Thursday, November 26, 2009

An Inflated Economy?

Some people think that gold is a good long term investment. I think that it is. Many governments are running large deficits and increasing their monetary base. Gold should be the logical hedge against the inevitable resulting inflation. So far, government economists are not too worried about it. They point to the fact that there is little or no inflation, so far. They say that there is not likely to be increased inflation in the future do to continuing high unemployment and low wages and assert that governments are going to have the capacity to pull back the increased liquidity they have added when the time comes and largely repair any temporary imbalances in the monetary base before inflation becomes a problem. They insist that deflation is the real problem in a contracting economy and that adding liquidity through deficit spending is necessary to keep the wheels turning on a flagging economy until it can gain enough momentum to take off on its own.
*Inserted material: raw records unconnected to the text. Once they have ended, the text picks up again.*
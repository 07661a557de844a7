//! Cookies set by the sign-in flow.

use axum_extra::extract::cookie::{Cookie, SameSite};
use chrono::{DateTime, Utc};
use eventi_shared::AuthConfig;

/// Holds the opaque session token.
pub const SESSION_COOKIE: &str = "eventi.session-token";
/// Holds the OAuth `state` issued at sign-in.
pub const STATE_COOKIE: &str = "eventi.state";
/// Holds where to send the browser after sign-in.
pub const CALLBACK_COOKIE: &str = "eventi.callback-url";

/// Lifetime of the state and callback cookies.
const FLOW_COOKIE_MAX_AGE: time::Duration = time::Duration::minutes(15);

/// Builds the session cookie, expiring with the session.
pub fn session_cookie(token: String, expires: DateTime<Utc>, config: &AuthConfig) -> Cookie<'static> {
    let remaining = (expires - Utc::now()).num_seconds().max(0);
    let mut cookie = base(SESSION_COOKIE, token, config);
    cookie.set_max_age(time::Duration::seconds(remaining));
    cookie
}

/// Builds a short-lived cookie carrying sign-in flow data.
pub fn flow_cookie(name: &'static str, value: String, config: &AuthConfig) -> Cookie<'static> {
    let mut cookie = base(name, value, config);
    cookie.set_max_age(FLOW_COOKIE_MAX_AGE);
    cookie
}

/// Builds a removal cookie matching the path the cookie was set on.
pub fn removal(name: &'static str) -> Cookie<'static> {
    Cookie::build(name).path("/").build()
}

fn base(name: &'static str, value: String, config: &AuthConfig) -> Cookie<'static> {
    Cookie::build((name, value))
        .path("/")
        .http_only(true)
        .secure(config.secure_cookies)
        .same_site(SameSite::Lax)
        .build()
}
This may seem foolish but so far they have been right. No matter how much gold rises in relation to various World currencies, especially the dollar, the change is never going to be regarded as permanent unless the dollar begins to substantially lose its purchasing power and that hasn't happened yet.

Until inflation becomes real to everyday people with food, rent, and other necessities of life rising, increased gold prices are just a blip. Right now it can be argued that the cost of living is in fact, decreasing.

Other arguments against the rise in the price of gold being permanent, are that the increase in price of the other historic monetary metal, silver, is lagging far behind that of gold and that mining companies, with relatively fixed costs of production and skyrocketing profit margins, should be outperforming precious metal itself. If investors believed that the increase in the price of gold was permanent these things would not be happening.

I'm not saying these things won't happen eventually. I'm not saying gold is a bad investment. I'm saying it is a long road ahead. I think it is likely that gold will continue to have strong fluctuations in price as the economy struggles, fluctuations that will see the value of gold much higher and much lower.

Buy low. Sell high.

3 comments:

W.C. Varones said...

Silver lagging gold? Depends on your time frame. 1-year, for example.

Silver behaves differently because it has more industrial use and is therefore more economically sensitive. It's also not as convenient as a store of wealth because you have to store much greater quantities of it.

I hold both silver and gold, more gold than silver, but I wouldn't say silver has been lagging gold. Lately it's been on a tear.

Happy T-day, amigo.

Anonymous said...

Buy high, and hold.

I have just moved my Roth IRA to gold mining stocks. I am convinced that the good ole USA is going to print money until we run out of trees. This may be good for the stock market, since it will tend to follow the easy money, but mining shares and physical gold should do much better.

I could be wrong.

beebs

Anonymous said...

I agree wholeheartedly, amigo.

Though I still only have about 15% in gold and gold miners. I'm a diversified pussy.